My extended family are meeting up in central Italy this summer. “Aha,” I thought, “let’s see if we can avoid flying. It might be a challenge with a small child, but what a great way to see Europe,” and, I modestly said to myself, “And what an example we’ll set!”

In April I started with the ever-mysterious-sounding Seat61.com, but the routes highlighted were already selling for 15 times the €29 the site publicised. And the timings would have sliced through our little one’s daily routine, with the risk of causing pain to all of us.

I searched online for “no-fly travel” and found carefully curated tours of European idylls, accommodation included, but the photos were of wine glasses and sunsets, not swings and miniature trains.

I contacted a no-fly travel agent (there is such a thing), and spoke to the helpful Catherine Livesley, founder and director of the No-Fly Travel Club. For her to get us off the starting block, she required a one-year membership fee of £79 for an individual or £149 for a family which “includes up to 2 hours of support on the itineraries of your choice”. If we wanted her to book the tickets, that would cost extra.

This came as a shock after the ease of airline and domestic rail websites. But we were dealing with a business model that required work by a human rather than a search engine, and paid up. And it would be worth it – the aviation industry is responsible for around 5 per cent of global warming, after all. And what an achievement if we could steam in to our holiday destination flight-free and brimming with tales of rewarding French stopovers!
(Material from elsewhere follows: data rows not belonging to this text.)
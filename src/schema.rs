//! Structured table descriptions consumed by the statement synthesizer.

use serde::{Deserialize, Serialize};

use crate::types::RowValues;

/// Referential action for ON UPDATE / ON DELETE clauses.
#[derive(Debug, Clone, Copy, PartialEq, Eq, Hash, Serialize, Deserialize)]
#[serde(rename_all = "SCREAMING_SNAKE_CASE")]
pub enum ReferentialAction {
    Restrict,
    Cascade,
    SetNull,
    SetDefault,
    NoAction,
}

impl ReferentialAction {
    #[must_use]
    pub fn as_sql(self) -> &'static str {
        match self {
            ReferentialAction::Restrict => "RESTRICT",
            ReferentialAction::Cascade => "CASCADE",
            ReferentialAction::SetNull => "SET NULL",
            ReferentialAction::SetDefault => "SET DEFAULT",
            ReferentialAction::NoAction => "NO ACTION",
        }
    }
}

/// A foreign-key reference from one column to `table(column)`.
#[derive(Debug, Clone, PartialEq, Serialize, Deserialize)]
pub struct ForeignKey {
    pub table: String,
    pub column: String,
    #[serde(default)]
    pub on_update: Option<ReferentialAction>,
    #[serde(default)]
    pub on_delete: Option<ReferentialAction>,
}

impl ForeignKey {
    #[must_use]
    pub fn new(table: impl Into<String>, column: impl Into<String>) -> Self {
        Self {
            table: table.into(),
            column: column.into(),
            on_update: None,
            on_delete: None,
        }
    }

    #[must_use]
    pub fn on_update(mut self, action: ReferentialAction) -> Self {
        self.on_update = Some(action);
        self
    }

    #[must_use]
    pub fn on_delete(mut self, action: ReferentialAction) -> Self {
        self.on_delete = Some(action);
        self
    }
}

/// Column description for CREATE TABLE.
///
/// ```rust
/// use sql_unify::prelude::*;
///
/// let owner = Column::new("owner_id", "integer")
///     .not_null()
///     .references(ForeignKey::new("users", "id").on_delete(ReferentialAction::Cascade));
/// let email = Column::new("email", "varchar(255)").unique();
/// let active = Column::new("active", "boolean").default(true);
/// # let _ = (owner, email, active);
/// ```
#[derive(Debug, Clone, PartialEq, Serialize, Deserialize)]
pub struct Column {
    pub name: String,
    #[serde(rename = "type")]
    pub sql_type: String,
    #[serde(default = "nullable_by_default")]
    pub nullable: bool,
    #[serde(default)]
    pub default: Option<RowValues>,
    #[serde(default)]
    pub unique: bool,
    #[serde(default)]
    pub foreign_key: Option<ForeignKey>,
}

fn nullable_by_default() -> bool {
    true
}

impl Column {
    #[must_use]
    pub fn new(name: impl Into<String>, sql_type: impl Into<String>) -> Self {
        Self {
            name: name.into(),
            sql_type: sql_type.into(),
            nullable: true,
            default: None,
            unique: false,
            foreign_key: None,
        }
    }

    #[must_use]
    pub fn not_null(mut self) -> Self {
        self.nullable = false;
        self
    }

    #[must_use]
    pub fn default(mut self, value: impl Into<RowValues>) -> Self {
        self.default = Some(value.into());
        self
    }

    #[must_use]
    pub fn unique(mut self) -> Self {
        self.unique = true;
        self
    }

    #[must_use]
    pub fn references(mut self, foreign_key: ForeignKey) -> Self {
        self.foreign_key = Some(foreign_key);
        self
    }
}

/// Kind of secondary index.
#[derive(Debug, Clone, Copy, PartialEq, Eq, Hash, Serialize, Deserialize)]
#[serde(rename_all = "lowercase")]
pub enum IndexKind {
    Index,
    Unique,
}

impl IndexKind {
    /// Prefix used when deriving index names.
    #[must_use]
    pub fn name_prefix(self) -> &'static str {
        match self {
            IndexKind::Index => "idx",
            IndexKind::Unique => "uniq",
        }
    }

    #[must_use]
    pub fn create_keyword(self) -> &'static str {
        match self {
            IndexKind::Index => "CREATE INDEX",
            IndexKind::Unique => "CREATE UNIQUE INDEX",
        }
    }
}

#[cfg(test)]
mod tests {
    use super::*;

    #[test]
    fn column_from_json_uses_defaults() {
        let col: Column = serde_json::from_str(
            r#"{"name": "c1", "type": "varchar(255)", "foreign_key": {"table": "p", "column": "id", "on_delete": "SET_NULL"}}"#,
        )
        .unwrap();
        assert!(col.nullable);
        assert!(!col.unique);
        assert_eq!(col.default, None);
        let fk = col.foreign_key.unwrap();
        assert_eq!(fk.on_delete, Some(ReferentialAction::SetNull));
        assert_eq!(fk.on_update, None);
    }
}
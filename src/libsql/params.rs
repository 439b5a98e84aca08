use deadpool_libsql::libsql::Value;

use crate::types::RowValues;

/// Owned libsql parameters for one statement.
pub struct Params(pub Vec<Value>);

impl Params {
    #[must_use]
    pub fn convert(params: &[RowValues]) -> Params {
        Params(params.iter().map(row_value_to_libsql_value).collect())
    }

    #[must_use]
    pub fn into_vec(self) -> Vec<Value> {
        self.0
    }
}

/// Same storage classes the embedded engine uses: booleans as 0/1, timestamps as text.
#[must_use]
pub fn row_value_to_libsql_value(value: &RowValues) -> Value {
    match value {
        RowValues::Int(i) => Value::Integer(*i),
        RowValues::Float(f) => Value::Real(*f),
        RowValues::Text(s) => Value::Text(s.clone()),
        RowValues::Bool(b) => Value::Integer(i64::from(*b)),
        RowValues::Timestamp(dt) => Value::Text(dt.format("%F %T%.f").to_string()),
        RowValues::Null => Value::Null,
        RowValues::JSON(jval) => Value::Text(jval.to_string()),
        RowValues::Blob(bytes) => Value::Blob(bytes.clone()),
    }
}
#[derive(Clone)]
pub(super) enum State {
    Normal,
    SingleQuoted,
    DoubleQuoted,
    BacktickQuoted,
    LineComment,
    BlockComment(u32),
    DollarQuoted(String),
}

pub(super) fn scan_digits(bytes: &[u8], start: usize) -> Option<(usize, &str)> {
    let mut idx = start;
    while idx < bytes.len() && bytes[idx].is_ascii_digit() {
        idx += 1;
    }
    if idx == start {
        None
    } else {
        std::str::from_utf8(&bytes[start..idx])
            .ok()
            .map(|digits| (idx, digits))
    }
}

/// Advance past a quoted section that closes on `quote`, treating a doubled quote as an
/// escaped one. Returns true when the section ends at `idx`.
pub(super) fn closes_quote(bytes: &[u8], idx: &mut usize, quote: u8) -> bool {
    if bytes[*idx] != quote {
        return false;
    }
    if bytes.get(*idx + 1) == Some(&quote) {
        *idx += 1;
        return false;
    }
    true
}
Livesley quickly came back to us with two routes: one via Paris and Milan, back on a sleeper train from Nice, and a second via the ever-picturesque Swiss countryside. A sleeper train from Paris to Nice was already booked up, so we could only take it on the way home. She had thoughtfully broken the journey up into short-ish chunks to suit a young child, but these would require more hotel stays than if we were prepared to travel at any hour for any length of time.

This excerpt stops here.